The question came up because the project’s opponents contend, among other things, that dividing up timberlands for “Great Camp” estates violates the land-use plan.

Located near the Big Tupper Ski Resort, the timberlands are zoned Resource Management, the most-restrictive classification in the land-use plan. The developers seek to build eighty single-family homes, including thirty-five Great Camps, on 4,700 acres of RM land.

Single-family residences are allowed on RM lands as a “secondary” use. The land-use plan states: “resource management areas will allow for residential development on substantial acreages or in small clusters on carefully selected and well designed sites.”

The opponents claim that the ACR proposal meets neither criterion.

The land-use plan fails to define “substantial acreages” or “small clusters,” so people can easily argue both sides of this issue. However, the Adirondack Park Agency, which issued a permit for the project, contends that in any event the criteria are not mandates.

In a footnote to its decision, the Appellate Division pointed out that the first paragraph of the land-use plan, which was adopted in 1973, states that the plan shall “guide” the agency’s decisions. “We reject petitioners’ argument that the APA committed a legal error by concluding that this provision [referring to substantial acreages or small clusters] was not a mandatory rule, but a consideration to guide the APA’s exercise of its discretion,” the court said.

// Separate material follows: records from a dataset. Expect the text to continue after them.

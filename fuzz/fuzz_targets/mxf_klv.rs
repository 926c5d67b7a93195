#![no_main]

//! Fuzz target for MXF KLV scanning and partition assembly.
//!
//! Tests BER lengths, the KLV scanner and the partition state machine with
//! arbitrary input to find parsing bugs and panics.

use arbitrary::Arbitrary;
use libfuzzer_sys::fuzz_target;
use mxfkit::{assemble, assemble_parallel, scan, ScanOptions};

#[derive(Arbitrary, Debug)]
struct KlvInput {
    data: Vec<u8>,
    operation: KlvOperation,
}

#[derive(Arbitrary, Debug)]
enum KlvOperation {
    /// Decode a BER length
    DecodeBerLength,
    /// Round-trip encode/decode a BER length
    BerRoundtrip { value: u64 },
    /// Scan KLVs, optionally capped
    Scan { max: Option<u8> },
    /// Scan and assemble partitions
    Assemble,
    /// Sequential and parallel assembly must agree
    AssembleParallel,
}

fuzz_target!(|input: KlvInput| {
    // Limit input size to prevent excessive memory allocation
    if input.data.len() > 64 * 1024 {
        return;
    }

    match input.operation {
        KlvOperation::DecodeBerLength => {
            // Should not panic on any input
            let _ = mxfkit::ber::decode_ber_length(&input.data);
        }

        KlvOperation::BerRoundtrip { value } => {
            let encoded = mxfkit::ber::encode_ber_length(value);
            let (decoded, consumed) =
                mxfkit::ber::decode_ber_length(&encoded).expect("encoded length must decode");
            assert_eq!(value, decoded, "BER round-trip mismatch");
            assert_eq!(encoded.len(), consumed, "BER size mismatch");
        }

        KlvOperation::Scan { max } => {
            let options = match max {
                Some(max) => ScanOptions::with_max_elements(max as usize),
                None => ScanOptions::default(),
            };
            if let Ok(klvs) = scan(&input.data, options) {
                if let Some(max) = max {
                    assert!(klvs.len() <= max as usize);
                }
                // Triplets are back to back
                for pair in klvs.windows(2) {
                    assert_eq!(pair[0].end(), pair[1].at);
                }
            }
        }

        KlvOperation::Assemble => {
            if let Ok(klvs) = scan(&input.data, ScanOptions::default()) {
                if let Ok(file) = assemble(&input.data, &klvs) {
                    assert!(file.klv_count() <= klvs.len());
                }
            }
        }

        KlvOperation::AssembleParallel => {
            if let Ok(klvs) = scan(&input.data, ScanOptions::default()) {
                // Same tree, or the same first error in KLV order
                let sequential = assemble(&input.data, &klvs).map_err(|e| e.to_string());
                let parallel = assemble_parallel(&input.data, &klvs).map_err(|e| e.to_string());
                assert_eq!(sequential, parallel, "parallel assembly differs");
            }
        }
    }
});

John Caffry, the attorney for the opponents—Protect the Adirondacks, the Sierra Club, and a private citizen—argues in legal papers that the Appellate Division’s interpretation “essentially gutted the heart of the APA Act.”

Caffry writes that the land-use plan “creates mandatory requirements that must be strictly enforced” and notes that the plan allows for variances from these requirements.

“If the Legislature had intended for the plan to be merely guidance, without strictly defined requirements, it would not have needed to provide for the granting of variances from ‘the strict letter of the provisions of the plan,’” he asserts.

If the decision stands, Caffry warns, “the statutory protections afforded to the lands and environment of the Adirondack Park will be significantly weakened.”

The quotations are from a memorandum of law that Caffry submitted to the Appellate Division in support of a motion to take the case to the Court of Appeals, the state’s highest tribunal. Because the lower court’s decision was unanimous, the plaintiffs do not have an automatic right to appeal. Rather, they must demonstrate that the case raises novel issues of statewide significance.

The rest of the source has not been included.